Palabras balsámicas que me reafirman en que los bienes de la Iglesia
lo son en cuanto están al servicio de los demás, y en primer lugar de
los más pobres, de los marginados, de los inmigrantes sin recursos.
Ellos los pobres son la carne de Cristo, ¿en qué otro lugar podemos
poner el mensaje cristiano?
En un mundo inhóspito y despiadado que ve con indiferencia los
sufrimientos ajenos (más de trescientos inmigrantes ahogados frente a
las costas de Lampedusa, otros abandonados a sus dolencias sin
asistencia médica en España…) ¿Cuál es la mayor urgencia en la Iglesia?
El mismo Papa Francisco responde:
“Lo que la Iglesia necesita con mayor urgencia hoy, es una capacidad de curar heridas… cercanía, proximidad”.
¿Y qué mayor testimonio que estar junto a los que más sufren hoy el
huracán de la mal llamada crisis: los desahuciados, los sin trabajo,
los ancianos abandonados, los dependientes sin ayudas….?
¡Qué ocasión perdida de dar un testimonio verdaderamente evangélico!
¡Cuántas personas podrían atenderse en el palacio!, ¡Cuántas heridas
podrían curarse!
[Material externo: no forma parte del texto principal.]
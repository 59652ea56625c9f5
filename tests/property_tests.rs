use approx::abs_diff_eq;
use proptest::prelude::*;
use rust_decimal::prelude::ToPrimitive;
use rust_decimal::Decimal;
use rust_decimal_macros::dec;
use wager_engine::core::bet_type::BetType;
use wager_engine::core::runner::Runner;
use wager_engine::core::slip::BetSlip;
use wager_engine::engine::settlement::SettlementEngine;
use wager_engine::odds::converter::convert;

/// Generate a random bet type from the full catalog.
fn arb_bet_type() -> impl Strategy<Value = BetType> {
    prop::sample::select(BetType::ALL.to_vec())
}

/// Generate a random unit stake with up to two decimal places.
fn arb_stake() -> impl Strategy<Value = Decimal> {
    (1u64..10_000u64).prop_map(|cents| Decimal::new(cents as i64, 2))
}

/// Generate a random fractional price from a realistic board.
fn arb_price() -> impl Strategy<Value = &'static str> {
    prop::sample::select(vec![
        "1/4", "2/5", "1/2", "4/5", "1/1", "6/4", "2/1", "100/30", "7/2", "5/1", "10/1", "33/1",
        "100/1",
    ])
}

/// Generate place terms.
fn arb_terms() -> impl Strategy<Value = &'static str> {
    prop::sample::select(vec!["1/4", "1/5", "1/6"])
}

/// Generate a finishing position: won, placed, lost, or void.
fn arb_position() -> impl Strategy<Value = i32> {
    prop::sample::select(vec![1, 2, 3, 0, -1])
}

fn arb_runner() -> impl Strategy<Value = Runner> {
    (arb_price(), arb_terms(), arb_position())
        .prop_map(|(price, terms, position)| Runner::new(price, terms, position))
}

/// A full slip: type, stake, each-way flag, and a matching runner set.
fn arb_slip() -> impl Strategy<Value = (BetSlip, Vec<Runner>)> {
    (arb_bet_type(), arb_stake(), any::<bool>()).prop_flat_map(|(bet_type, stake, each_way)| {
        prop::collection::vec(arb_runner(), bet_type.selections()).prop_map(move |runners| {
            (
                BetSlip::new(bet_type, stake).with_each_way(each_way),
                runners,
            )
        })
    })
}

proptest! {
    // ===================================================================
    // INVARIANT 1: Total stake is stake × lines, doubled for each-way.
    //
    // Whatever the runners did, the outlay is fixed by the bet type.
    // ===================================================================
    #[test]
    fn total_stake_is_fixed_by_the_type((slip, runners) in arb_slip()) {
        let result = SettlementEngine::settle(&slip, Some(&runners)).unwrap();
        let halves = if slip.each_way() { dec!(2) } else { dec!(1) };
        prop_assert_eq!(
            result.total_stake,
            slip.stake() * Decimal::from(slip.bet_type().line_count()) * halves,
            "Outlay must not depend on results"
        );
    }

    // ===================================================================
    // INVARIANT 2: Profit is exactly returns minus total stake.
    // ===================================================================
    #[test]
    fn profit_is_returns_minus_stake((slip, runners) in arb_slip()) {
        let result = SettlementEngine::settle(&slip, Some(&runners)).unwrap();
        prop_assert_eq!(result.profit, result.returns - result.total_stake);
    }

    // ===================================================================
    // INVARIANT 3: Returns are never negative.
    //
    // The worst case is losing every line, which returns nothing; no
    // combination of results can return less than zero.
    // ===================================================================
    #[test]
    fn returns_never_negative((slip, runners) in arb_slip()) {
        let result = SettlementEngine::settle(&slip, Some(&runners)).unwrap();
        prop_assert!(result.returns >= Decimal::ZERO);
    }

    // ===================================================================
    // INVARIANT 4: All legs void refunds the outlay exactly.
    // ===================================================================
    #[test]
    fn all_void_refunds_stake(
        bet_type in arb_bet_type(),
        stake in arb_stake(),
        each_way in any::<bool>(),
    ) {
        let slip = BetSlip::new(bet_type, stake).with_each_way(each_way);
        let runners = vec![Runner::new("5/1", "1/4", -1); bet_type.selections()];
        let result = SettlementEngine::settle(&slip, Some(&runners)).unwrap();
        prop_assert_eq!(result.returns, result.total_stake);
        prop_assert_eq!(result.profit, Decimal::ZERO);
    }

    // ===================================================================
    // INVARIANT 5: All legs lost on a win-only slip returns nothing.
    // ===================================================================
    #[test]
    fn all_lost_returns_nothing(bet_type in arb_bet_type(), stake in arb_stake()) {
        let slip = BetSlip::new(bet_type, stake);
        let runners = vec![Runner::new("5/1", "1/4", 0); bet_type.selections()];
        let result = SettlementEngine::settle(&slip, Some(&runners)).unwrap();
        prop_assert_eq!(result.returns, Decimal::ZERO);
        prop_assert_eq!(result.profit, -result.total_stake);
    }

    // ===================================================================
    // INVARIANT 6: Settlement is deterministic.
    //
    // Settling the same slip twice produces identical results. No
    // hidden state survives a call.
    // ===================================================================
    #[test]
    fn settlement_is_deterministic((slip, runners) in arb_slip()) {
        let first = SettlementEngine::settle(&slip, Some(&runners)).unwrap();
        let second = SettlementEngine::settle(&slip, Some(&runners)).unwrap();
        prop_assert_eq!(first, second);
    }

    // ===================================================================
    // INVARIANT 7: A zero stake settles to the zero result.
    // ===================================================================
    #[test]
    fn zero_stake_settles_to_zero(bet_type in arb_bet_type(), each_way in any::<bool>()) {
        let slip = BetSlip::new(bet_type, Decimal::ZERO).with_each_way(each_way);
        let runners = vec![Runner::new("5/1", "1/4", 1); bet_type.selections()];
        let result = SettlementEngine::settle(&slip, Some(&runners)).unwrap();
        prop_assert_eq!(result.returns, Decimal::ZERO);
        prop_assert_eq!(result.total_stake, Decimal::ZERO);
    }

    // ===================================================================
    // INVARIANT 8: Conversion round-trips through every notation.
    //
    // Converting a price and re-converting each rendering lands on the
    // same decimal, within the precision of the fractional scale.
    // ===================================================================
    #[test]
    fn conversion_round_trips(price in arb_price()) {
        let odds = convert(price).unwrap();
        let via_fraction = convert(odds.fractional.as_str()).unwrap();
        prop_assert_eq!(odds.decimal, via_fraction.decimal);

        // The moneyline rendering is rounded to a whole number, so allow
        // the error that rounding introduces.
        let via_american = convert(odds.american.as_str()).unwrap();
        let original = odds.decimal.to_f64().unwrap();
        let round_tripped = via_american.decimal.to_f64().unwrap();
        prop_assert!(
            abs_diff_eq!(original, round_tripped, epsilon = 0.01),
            "{} came back as {} via {}",
            original,
            round_tripped,
            odds.american
        );
    }

    // ===================================================================
    // INVARIANT 9: Detection never panics on arbitrary text.
    //
    // Garbage input must come back as an error, not a crash.
    // ===================================================================
    #[test]
    fn conversion_never_panics(input in "\\PC{0,12}") {
        let _ = convert(input.as_str());
    }
}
Un verdadero hospital de campaña desperdiciado. Frente a
ello 25 años de cesión del singular edificio, ¿A cambio de qué?, de su
conservación (que está muy bien), y de ser fiel al “ideario” de la
Iglesia católica (¡), que pasa por la evangelización que transmiten las
obras de arte. ¿Qué mayor evangelización que curar el corazón herido?
Cuerpo y alma son uno, ¿o es que se nos ha olvidado? ¿Es posible salvar
almas olvidándose de los cuerpos? ¿Cuál es el orden de prioridades?
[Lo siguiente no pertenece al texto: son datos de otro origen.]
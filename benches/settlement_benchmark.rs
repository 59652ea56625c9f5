use criterion::{black_box, criterion_group, criterion_main, Criterion};
use rust_decimal_macros::dec;
use wager_engine::core::bet_type::BetType;
use wager_engine::core::runner::Runner;
use wager_engine::core::slip::BetSlip;
use wager_engine::engine::settlement::SettlementEngine;
use wager_engine::odds::converter::convert;

fn winners(count: usize) -> Vec<Runner> {
    vec![Runner::new("5/1", "1/4", 1); count]
}

fn bench_settle_single(c: &mut Criterion) {
    let slip = BetSlip::new(BetType::Single, dec!(10));
    let runners = winners(1);

    c.bench_function("settle_single", |b| {
        b.iter(|| SettlementEngine::settle(black_box(&slip), black_box(Some(&runners))))
    });
}

fn bench_settle_yankee(c: &mut Criterion) {
    let slip = BetSlip::new(BetType::Yankee, dec!(10));
    let runners = winners(4);

    c.bench_function("settle_yankee", |b| {
        b.iter(|| SettlementEngine::settle(black_box(&slip), black_box(Some(&runners))))
    });
}

fn bench_settle_goliath(c: &mut Criterion) {
    let slip = BetSlip::new(BetType::Goliath, dec!(10));
    let runners = winners(8);

    c.bench_function("settle_goliath_247_lines", |b| {
        b.iter(|| SettlementEngine::settle(black_box(&slip), black_box(Some(&runners))))
    });
}

fn bench_settle_lucky255_each_way(c: &mut Criterion) {
    let slip = BetSlip::new(BetType::Lucky255, dec!(10)).with_each_way(true);
    let runners = winners(8);

    c.bench_function("settle_lucky255_each_way", |b| {
        b.iter(|| SettlementEngine::settle(black_box(&slip), black_box(Some(&runners))))
    });
}

fn bench_convert_fractional(c: &mut Criterion) {
    c.bench_function("convert_fractional", |b| {
        b.iter(|| convert(black_box("100/30")))
    });
}

criterion_group!(
    benches,
    bench_settle_single,
    bench_settle_yankee,
    bench_settle_goliath,
    bench_settle_lucky255_each_way,
    bench_convert_fractional
);
criterion_main!(benches);
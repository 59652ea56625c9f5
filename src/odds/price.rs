use rust_decimal::Decimal;
use serde::{Deserialize, Serialize};
use std::fmt;

/// The notation a price was written in.
#[derive(Debug, Clone, Copy, PartialEq, Eq, Hash, Serialize, Deserialize)]
#[serde(rename_all = "lowercase")]
pub enum OddsFormat {
    /// UK-style fraction, e.g. `"10/1"` (also accepts `-` or `:` separators).
    Fractional,
    /// Continental decimal, e.g. `11.0`.
    Decimal,
    /// US moneyline, e.g. `"+1000"` or `"-400"`.
    American,
}

impl fmt::Display for OddsFormat {
    fn fmt(&self, f: &mut fmt::Formatter<'_>) -> fmt::Result {
        f.write_str(match self {
            OddsFormat::Fractional => "fractional",
            OddsFormat::Decimal => "decimal",
            OddsFormat::American => "american",
        })
    }
}

/// A wager price as supplied by a caller, before normalization.
///
/// Callers hand prices over either as text (`"10/1"`, `"+800"`, `"3.5"`)
/// or as a bare number (`11`, `-400`). The converter works out which
/// notation it is looking at.
///
/// # Examples
///
/// ```
/// use rust_decimal_macros::dec;
/// use wager_engine::odds::price::Price;
///
/// let from_text = Price::from("10/1");
/// let from_number = Price::from(dec!(-400));
/// assert_ne!(from_text, from_number);
/// ```
#[derive(Debug, Clone, PartialEq, Serialize, Deserialize)]
#[serde(untagged)]
pub enum Price {
    Text(String),
    Number(Decimal),
}

impl From<&str> for Price {
    fn from(s: &str) -> Self {
        Price::Text(s.to_string())
    }
}

impl From<String> for Price {
    fn from(s: String) -> Self {
        Price::Text(s)
    }
}

impl From<Decimal> for Price {
    fn from(d: Decimal) -> Self {
        Price::Number(d)
    }
}

impl From<i32> for Price {
    fn from(n: i32) -> Self {
        Price::Number(Decimal::from(n))
    }
}

impl From<i64> for Price {
    fn from(n: i64) -> Self {
        Price::Number(Decimal::from(n))
    }
}

impl fmt::Display for Price {
    fn fmt(&self, f: &mut fmt::Formatter<'_>) -> fmt::Result {
        match self {
            Price::Text(s) => f.write_str(s),
            Price::Number(d) => write!(f, "{}", d),
        }
    }
}
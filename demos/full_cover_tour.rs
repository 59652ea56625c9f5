//! Tour of the full-cover bet types.
//!
//! Settles the same four-runner card as a fourfold, a yankee, and a
//! lucky 15 to show how coverage changes the outlay and the payout when
//! one leg is beaten.

use rust_decimal_macros::dec;
use wager_engine::core::bet_type::BetType;
use wager_engine::core::runner::Runner;
use wager_engine::core::slip::BetSlip;
use wager_engine::engine::settlement::SettlementEngine;

fn main() {
    println!("╔════════════════════════════════════════════╗");
    println!("║  wager-engine: Full Cover Tour             ║");
    println!("╚════════════════════════════════════════════╝\n");

    // Three winners and one beaten favourite
    let runners = [
        Runner::new("4/1", "1/4", 1),
        Runner::new("3/1", "1/4", 1),
        Runner::new("2/1", "1/4", 1),
        Runner::new("4/5", "1/4", 0),
    ];

    println!("Card: 4/1 won, 3/1 won, 2/1 won, 4/5 lost. £2 per line.\n");

    println!(
        "{:<10} {:>6} {:>12} {:>12} {:>12}",
        "TYPE", "LINES", "OUTLAY", "RETURNS", "PROFIT"
    );
    for bet_type in [BetType::Fourfold, BetType::Yankee, BetType::Lucky15] {
        let slip = BetSlip::new(bet_type, dec!(2));
        let result = SettlementEngine::settle(&slip, Some(&runners)).expect("card settles");
        println!(
            "{:<10} {:>6} {:>12} {:>12} {:>12}",
            bet_type.name(),
            result.num_bets,
            result.total_stake,
            result.returns,
            result.profit
        );
    }

    println!();
    println!("The fourfold dies with its beaten leg. The yankee keeps the");
    println!("three doubles and the treble on the winners, and the lucky 15");
    println!("adds their singles on top.");
    println!();

    // The whole catalog at a glance
    println!("━━━ Catalog ━━━\n");
    for bet_type in BetType::ALL {
        println!(
            "  {:<12} {} selections, {} lines",
            bet_type.name(),
            bet_type.selections(),
            bet_type.line_count()
        );
    }
}
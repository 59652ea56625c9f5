use crate::core::bet_type::BetType;
use crate::core::runner::{Outcome, Runner};
use crate::core::slip::BetSlip;
use crate::odds::converter::{self, OddsError};
use crate::odds::price::Price;
use rust_decimal::{Decimal, RoundingStrategy};
use serde::{Deserialize, Serialize};
use std::fmt;
use thiserror::Error;

/// Errors arising from settling a slip.
#[derive(Debug, Error)]
pub enum SettleError {
    /// The stake is negative.
    #[error("invalid stake: {0}")]
    InvalidStake(Decimal),
    /// The runner count does not match the bet type.
    #[error("{bet_type} needs {expected} runners, got {actual}")]
    WrongRunnerCount {
        bet_type: BetType,
        expected: usize,
        actual: usize,
    },
    /// A runner carried an unparseable price or place terms.
    #[error(transparent)]
    Price(#[from] OddsError),
}

/// The outcome of settling a slip: money out, money back, and the
/// difference.
#[derive(Debug, Clone, PartialEq, Serialize, Deserialize)]
pub struct SettlementResult {
    /// Number of lines staked.
    pub num_bets: u32,
    /// Total outlay, rounded to cents.
    pub total_stake: Decimal,
    /// Total returned across all lines, rounded to cents.
    pub returns: Decimal,
    /// `returns - total_stake`. Negative when the slip lost money.
    pub profit: Decimal,
}

impl SettlementResult {
    /// The result of a slip that staked nothing.
    pub fn zero() -> Self {
        Self {
            num_bets: 0,
            total_stake: Decimal::ZERO,
            returns: Decimal::ZERO,
            profit: Decimal::ZERO,
        }
    }
}

impl fmt::Display for SettlementResult {
    fn fmt(&self, f: &mut fmt::Formatter<'_>) -> fmt::Result {
        write!(
            f,
            "{} bets, staked {}, returned {}, profit {}",
            self.num_bets, self.total_stake, self.returns, self.profit
        )
    }
}

/// A runner normalized for arithmetic: decimal price, place-terms
/// fraction, and outcome.
#[derive(Debug, Clone, Copy)]
struct Leg {
    price: Decimal,
    place_terms: Decimal,
    outcome: Outcome,
}

impl Leg {
    fn from_runner(runner: &Runner) -> Result<Self, SettleError> {
        Ok(Self {
            price: converter::convert(runner.price().clone())?.decimal,
            place_terms: place_terms_fraction(runner.each_way_terms())?,
            outcome: runner.outcome(),
        })
    }

    /// Multiplier this leg contributes to the win half of a line.
    fn win_factor(&self) -> Decimal {
        match self.outcome {
            Outcome::Won => self.price,
            Outcome::Void => Decimal::ONE,
            Outcome::Placed | Outcome::Lost => Decimal::ZERO,
        }
    }

    /// Multiplier this leg contributes to the place half of a line.
    /// A winner also places, at the reduced place odds.
    fn place_factor(&self) -> Decimal {
        match self.outcome {
            Outcome::Won | Outcome::Placed => {
                Decimal::ONE + (self.price - Decimal::ONE) * self.place_terms
            }
            Outcome::Void => Decimal::ONE,
            Outcome::Lost => Decimal::ZERO,
        }
    }
}

/// Place terms ride through the converter like any price: `"1/4"`, its
/// decimal form `1.25`, and `"-400"` all mean quarter-odds. The place
/// multiplier is the converted decimal minus 1.
fn place_terms_fraction(terms: &Price) -> Result<Decimal, SettleError> {
    Ok(converter::convert(terms.clone())?.decimal - Decimal::ONE)
}

/// Running totals while enumerating the lines of a slip. One accumulator
/// lives per `settle` call, so concurrent settlements never share state.
#[derive(Debug, Default)]
struct Accumulator {
    returns: Decimal,
}

/// Settles bet slips against their runners.
///
/// # Examples
///
/// ```
/// use rust_decimal_macros::dec;
/// use wager_engine::core::bet_type::BetType;
/// use wager_engine::core::runner::Runner;
/// use wager_engine::core::slip::BetSlip;
/// use wager_engine::engine::settlement::SettlementEngine;
///
/// let slip = BetSlip::new(BetType::Double, dec!(10));
/// let runners = [Runner::new("1/1", "1/4", 1), Runner::new("3/1", "1/4", 1)];
/// let result = SettlementEngine::settle(&slip, Some(&runners)).unwrap();
/// assert_eq!(result.returns, dec!(80));
/// ```
pub struct SettlementEngine;

impl SettlementEngine {
    /// Settle a slip against its runners.
    ///
    /// A zero stake, or no runners supplied at all, settles to the zero
    /// result. A negative stake and a runner count that does not match
    /// the bet type are errors, checked in that order.
    pub fn settle(
        slip: &BetSlip,
        runners: Option<&[Runner]>,
    ) -> Result<SettlementResult, SettleError> {
        if slip.stake() < Decimal::ZERO {
            return Err(SettleError::InvalidStake(slip.stake()));
        }
        if slip.stake().is_zero() {
            return Ok(SettlementResult::zero());
        }
        let Some(runners) = runners else {
            return Ok(SettlementResult::zero());
        };
        let bet_type = slip.bet_type();
        if runners.len() != bet_type.selections() {
            return Err(SettleError::WrongRunnerCount {
                bet_type,
                expected: bet_type.selections(),
                actual: runners.len(),
            });
        }

        let legs = runners
            .iter()
            .map(Leg::from_runner)
            .collect::<Result<Vec<_>, _>>()?;

        log::debug!(
            "settling {} slip {} at stake {} ({} lines)",
            bet_type,
            slip.id(),
            slip.stake(),
            bet_type.line_count()
        );

        let mut acc = Accumulator::default();
        for size in 1..=legs.len() {
            if bet_type.stakes_size(size) {
                cover(slip, &legs, 0, size, Decimal::ONE, Decimal::ONE, &mut acc);
            }
        }

        let total_stake = round_to_cents(slip.total_stake());
        let returns = round_to_cents(acc.returns);
        Ok(SettlementResult {
            num_bets: bet_type.line_count(),
            total_stake,
            returns,
            profit: returns - total_stake,
        })
    }
}

/// Enumerate every `size`-selection combination of `legs[start..]`,
/// multiplying leg factors into the running win and place amounts, and
/// add each completed line's return to the accumulator.
fn cover(
    slip: &BetSlip,
    legs: &[Leg],
    start: usize,
    size: usize,
    win_running: Decimal,
    place_running: Decimal,
    acc: &mut Accumulator,
) {
    if size == 0 {
        acc.returns += slip.stake() * win_running;
        if slip.each_way() {
            acc.returns += slip.stake() * place_running;
        }
        return;
    }
    // A dead line stays dead; no leg factor can revive it.
    if win_running.is_zero() && (!slip.each_way() || place_running.is_zero()) {
        return;
    }
    for i in start..=legs.len() - size {
        cover(
            slip,
            legs,
            i + 1,
            size - 1,
            win_running * legs[i].win_factor(),
            place_running * legs[i].place_factor(),
            acc,
        );
    }
}

fn round_to_cents(amount: Decimal) -> Decimal {
    amount.round_dp_with_strategy(2, RoundingStrategy::MidpointAwayFromZero)
}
¡Qué día tan grande para Segovia y para la Iglesia hubiera sido si el
Obispo hubiera destinado ese edificio a “hospital” de cuerpos y almas!.
¡Qué foto la del prelado rodeado de gente sin trabajo, sin casa, sin sanidad…, sin dignidad!
¿Cuánto habremos de esperar para ver los primeros frutos de una Iglesia renovada?